What to produce:
Exactly as written, transcribe each line of the listing.
━━━━━━━━━━━━━━━━
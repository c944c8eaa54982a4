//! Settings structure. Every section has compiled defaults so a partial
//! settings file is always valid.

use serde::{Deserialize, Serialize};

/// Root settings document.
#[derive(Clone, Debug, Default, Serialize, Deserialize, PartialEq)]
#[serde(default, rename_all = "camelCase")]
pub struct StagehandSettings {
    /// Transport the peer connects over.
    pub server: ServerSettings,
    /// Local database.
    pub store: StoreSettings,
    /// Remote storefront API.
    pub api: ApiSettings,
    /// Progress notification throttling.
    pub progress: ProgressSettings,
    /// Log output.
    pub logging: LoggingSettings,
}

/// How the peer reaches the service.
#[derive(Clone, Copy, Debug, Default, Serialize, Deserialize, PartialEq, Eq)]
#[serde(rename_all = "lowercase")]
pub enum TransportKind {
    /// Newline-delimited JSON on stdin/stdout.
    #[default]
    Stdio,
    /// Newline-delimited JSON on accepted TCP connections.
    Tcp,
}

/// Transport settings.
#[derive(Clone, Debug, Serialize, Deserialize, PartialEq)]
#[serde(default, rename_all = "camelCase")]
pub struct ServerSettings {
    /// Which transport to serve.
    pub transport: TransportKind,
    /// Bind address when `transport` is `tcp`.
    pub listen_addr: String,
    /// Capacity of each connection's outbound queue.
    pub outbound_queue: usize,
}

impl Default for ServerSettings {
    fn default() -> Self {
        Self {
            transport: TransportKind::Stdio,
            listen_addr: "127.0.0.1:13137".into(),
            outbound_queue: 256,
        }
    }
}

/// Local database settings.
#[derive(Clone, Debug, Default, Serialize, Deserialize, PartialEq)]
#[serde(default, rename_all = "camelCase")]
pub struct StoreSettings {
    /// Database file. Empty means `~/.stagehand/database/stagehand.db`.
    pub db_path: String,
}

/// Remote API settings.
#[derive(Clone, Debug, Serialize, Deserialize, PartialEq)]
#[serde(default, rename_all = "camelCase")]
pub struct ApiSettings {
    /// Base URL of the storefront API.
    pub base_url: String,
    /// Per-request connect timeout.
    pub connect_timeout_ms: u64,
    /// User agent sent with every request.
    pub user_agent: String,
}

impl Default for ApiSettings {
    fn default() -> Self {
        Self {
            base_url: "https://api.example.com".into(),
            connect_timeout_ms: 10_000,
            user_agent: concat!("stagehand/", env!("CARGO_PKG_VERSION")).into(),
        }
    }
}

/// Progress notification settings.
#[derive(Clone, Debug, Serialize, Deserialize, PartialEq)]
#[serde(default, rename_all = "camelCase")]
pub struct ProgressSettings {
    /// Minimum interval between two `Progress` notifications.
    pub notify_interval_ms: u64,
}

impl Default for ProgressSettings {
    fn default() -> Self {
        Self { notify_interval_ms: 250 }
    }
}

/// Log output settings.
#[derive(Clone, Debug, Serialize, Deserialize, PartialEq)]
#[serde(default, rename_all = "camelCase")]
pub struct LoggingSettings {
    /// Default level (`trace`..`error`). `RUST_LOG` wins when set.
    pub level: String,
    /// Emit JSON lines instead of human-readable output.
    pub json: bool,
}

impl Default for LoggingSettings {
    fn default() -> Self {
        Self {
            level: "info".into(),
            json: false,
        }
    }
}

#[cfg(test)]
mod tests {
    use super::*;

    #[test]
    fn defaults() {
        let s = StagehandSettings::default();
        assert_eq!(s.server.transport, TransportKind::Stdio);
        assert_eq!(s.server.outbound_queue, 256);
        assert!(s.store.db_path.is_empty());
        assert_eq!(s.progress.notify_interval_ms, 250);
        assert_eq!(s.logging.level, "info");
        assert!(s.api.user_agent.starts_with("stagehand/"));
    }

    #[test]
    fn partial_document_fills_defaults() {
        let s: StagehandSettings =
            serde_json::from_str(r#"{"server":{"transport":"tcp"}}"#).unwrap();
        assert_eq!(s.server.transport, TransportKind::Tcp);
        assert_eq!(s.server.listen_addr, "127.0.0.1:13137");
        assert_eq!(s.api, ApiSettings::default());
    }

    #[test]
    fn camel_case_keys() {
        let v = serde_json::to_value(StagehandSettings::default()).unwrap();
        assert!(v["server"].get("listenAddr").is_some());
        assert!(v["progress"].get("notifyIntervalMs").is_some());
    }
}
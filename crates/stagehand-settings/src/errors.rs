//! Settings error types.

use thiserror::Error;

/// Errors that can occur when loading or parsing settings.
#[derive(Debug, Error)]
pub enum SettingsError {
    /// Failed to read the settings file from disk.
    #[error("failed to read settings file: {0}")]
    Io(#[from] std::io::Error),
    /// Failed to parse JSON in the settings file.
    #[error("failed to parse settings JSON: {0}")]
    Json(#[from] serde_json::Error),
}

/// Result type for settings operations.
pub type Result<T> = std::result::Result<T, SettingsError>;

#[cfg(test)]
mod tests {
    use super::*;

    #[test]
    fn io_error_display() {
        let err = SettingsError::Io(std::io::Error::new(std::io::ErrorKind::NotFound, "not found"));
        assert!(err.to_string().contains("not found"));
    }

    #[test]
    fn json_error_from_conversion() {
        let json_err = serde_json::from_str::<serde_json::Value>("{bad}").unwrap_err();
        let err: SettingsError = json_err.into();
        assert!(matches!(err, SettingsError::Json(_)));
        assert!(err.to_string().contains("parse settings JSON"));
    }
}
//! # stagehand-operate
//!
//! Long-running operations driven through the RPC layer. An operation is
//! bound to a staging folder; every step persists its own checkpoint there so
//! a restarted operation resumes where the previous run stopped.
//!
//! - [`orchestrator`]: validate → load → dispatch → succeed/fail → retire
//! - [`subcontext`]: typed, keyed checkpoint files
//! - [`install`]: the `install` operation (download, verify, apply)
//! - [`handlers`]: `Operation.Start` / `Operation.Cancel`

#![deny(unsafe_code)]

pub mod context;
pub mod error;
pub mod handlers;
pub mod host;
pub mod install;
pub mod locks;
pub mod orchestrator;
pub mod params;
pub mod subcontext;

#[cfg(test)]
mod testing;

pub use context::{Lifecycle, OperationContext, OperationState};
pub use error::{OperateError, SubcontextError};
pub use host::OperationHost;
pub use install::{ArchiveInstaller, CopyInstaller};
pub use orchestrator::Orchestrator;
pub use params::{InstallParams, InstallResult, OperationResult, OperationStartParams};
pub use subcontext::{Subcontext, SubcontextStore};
━━━━━━━━━━━━━━━━
Answer section:
repository c944c8eaa54982a4
//! Settings structure. Every section has compiled defaults so a partial
//! settings file is always valid.

use serde::{Deserialize, Serialize};

/// Root settings document.
#[derive(Clone, Debug, Default, Serialize, Deserialize, PartialEq)]
#[serde(default, rename_all = "camelCase")]
pub struct StagehandSettings {
    /// Transport the peer connects over.
    pub server: ServerSettings,
    /// Local database.
    pub store: StoreSettings,
    /// Remote storefront API.
    pub api: ApiSettings,
    /// Progress notification throttling.
    pub progress: ProgressSettings,
    /// Log output.
    pub logging: LoggingSettings,
}

/// How the peer reaches the service.
#[derive(Clone, Copy, Debug, Default, Serialize, Deserialize, PartialEq, Eq)]
#[serde(rename_all = "lowercase")]
pub enum TransportKind {
    /// Newline-delimited JSON on stdin/stdout.
    #[default]
    Stdio,
    /// Newline-delimited JSON on accepted TCP connections.
    Tcp,
}

/// Transport settings.
#[derive(Clone, Debug, Serialize, Deserialize, PartialEq)]
#[serde(default, rename_all = "camelCase")]
pub struct ServerSettings {
    /// Which transport to serve.
    pub transport: TransportKind,
    /// Bind address when `transport` is `tcp`.
    pub listen_addr: String,
    /// Capacity of each connection's outbound queue.
    pub outbound_queue: usize,
}

impl Default for ServerSettings {
    fn default() -> Self {
        Self {
            transport: TransportKind::Stdio,
            listen_addr: "127.0.0.1:13137".into(),
            outbound_queue: 256,
        }
    }
}

/// Local database settings.
#[derive(Clone, Debug, Default, Serialize, Deserialize, PartialEq)]
#[serde(default, rename_all = "camelCase")]
pub struct StoreSettings {
    /// Database file. Empty means `~/.stagehand/database/stagehand.db`.
    pub db_path: String,
}

/// Remote API settings.
#[derive(Clone, Debug, Serialize, Deserialize, PartialEq)]
#[serde(default, rename_all = "camelCase")]
pub struct ApiSettings {
    /// Base URL of the storefront API.
    pub base_url: String,
    /// Per-request connect timeout.
    pub connect_timeout_ms: u64,
    /// User agent sent with every request.
    pub user_agent: String,
}

impl Default for ApiSettings {
    fn default() -> Self {
        Self {
            base_url: "https://api.example.com".into(),
            connect_timeout_ms: 10_000,
            user_agent: concat!("stagehand/", env!("CARGO_PKG_VERSION")).into(),
        }
    }
}

/// Progress notification settings.
#[derive(Clone, Debug, Serialize, Deserialize, PartialEq)]
#[serde(default, rename_all = "camelCase")]
pub struct ProgressSettings {
    /// Minimum interval between two `Progress` notifications.
    pub notify_interval_ms: u64,
}

impl Default for ProgressSettings {
    fn default() -> Self {
        Self { notify_interval_ms: 250 }
    }
}

/// Log output settings.
#[derive(Clone, Debug, Serialize, Deserialize, PartialEq)]
#[serde(default, rename_all = "camelCase")]
pub struct LoggingSettings {
    /// Default level (`trace`..`error`). `RUST_LOG` wins when set.
    pub level: String,
    /// Emit JSON lines instead of human-readable output.
    pub json: bool,
}

impl Default for LoggingSettings {
    fn default() -> Self {
        Self {
            level: "info".into(),
            json: false,
        }
    }
}

#[cfg(test)]
mod tests {
    use super::*;

    #[test]
    fn defaults() {
        let s = StagehandSettings::default();
        assert_eq!(s.server.transport, TransportKind::Stdio);
        assert_eq!(s.server.outbound_queue, 256);
        assert!(s.store.db_path.is_empty());
        assert_eq!(s.progress.notify_interval_ms, 250);
        assert_eq!(s.logging.level, "info");
        assert!(s.api.user_agent.starts_with("stagehand/"));
    }

    #[test]
    fn partial_document_fills_defaults() {
        let s: StagehandSettings =
            serde_json::from_str(r#"{"server":{"transport":"tcp"}}"#).unwrap();
        assert_eq!(s.server.transport, TransportKind::Tcp);
        assert_eq!(s.server.listen_addr, "127.0.0.1:13137");
        assert_eq!(s.api, ApiSettings::default());
    }

    #[test]
    fn camel_case_keys() {
        let v = serde_json::to_value(StagehandSettings::default()).unwrap();
        assert!(v["server"].get("listenAddr").is_some());
        assert!(v["progress"].get("notifyIntervalMs").is_some());
    }
}
filename crates/stagehand-settings/src/errors.rs
//! Settings error types.

use thiserror::Error;

/// Errors that can occur when loading or parsing settings.
#[derive(Debug, Error)]
pub enum SettingsError {
    /// Failed to read the settings file from disk.
    #[error("failed to read settings file: {0}")]
    Io(#[from] std::io::Error),
    /// Failed to parse JSON in the settings file.
    #[error("failed to parse settings JSON: {0}")]
    Json(#[from] serde_json::Error),
}

/// Result type for settings operations.
pub type Result<T> = std::result::Result<T, SettingsError>;

#[cfg(test)]
mod tests {
    use super::*;

    #[test]
    fn io_error_display() {
        let err = SettingsError::Io(std::io::Error::new(std::io::ErrorKind::NotFound, "not found"));
        assert!(err.to_string().contains("not found"));
    }

    #[test]
    fn json_error_from_conversion() {
        let json_err = serde_json::from_str::<serde_json::Value>("{bad}").unwrap_err();
        let err: SettingsError = json_err.into();
        assert!(matches!(err, SettingsError::Json(_)));
        assert!(err.to_string().contains("parse settings JSON"));
    }
}
//! # stagehand-operate
//!
//! Long-running operations driven through the RPC layer. An operation is
//! bound to a staging folder; every step persists its own checkpoint there so
//! a restarted operation resumes where the previous run stopped.
//!
//! - [`orchestrator`]: validate → load → dispatch → succeed/fail → retire
//! - [`subcontext`]: typed, keyed checkpoint files
//! - [`install`]: the `install` operation (download, verify, apply)
//! - [`handlers`]: `Operation.Start` / `Operation.Cancel`

#![deny(unsafe_code)]

pub mod context;
pub mod error;
pub mod handlers;
pub mod host;
pub mod install;
pub mod locks;
pub mod orchestrator;
pub mod params;
pub mod subcontext;

#[cfg(test)]
mod testing;

pub use context::{Lifecycle, OperationContext, OperationState};
pub use error::{OperateError, SubcontextError};
pub use host::OperationHost;
pub use install::{ArchiveInstaller, CopyInstaller};
pub use orchestrator::Orchestrator;
pub use params::{InstallParams, InstallResult, OperationResult, OperationStartParams};
pub use subcontext::{Subcontext, SubcontextStore};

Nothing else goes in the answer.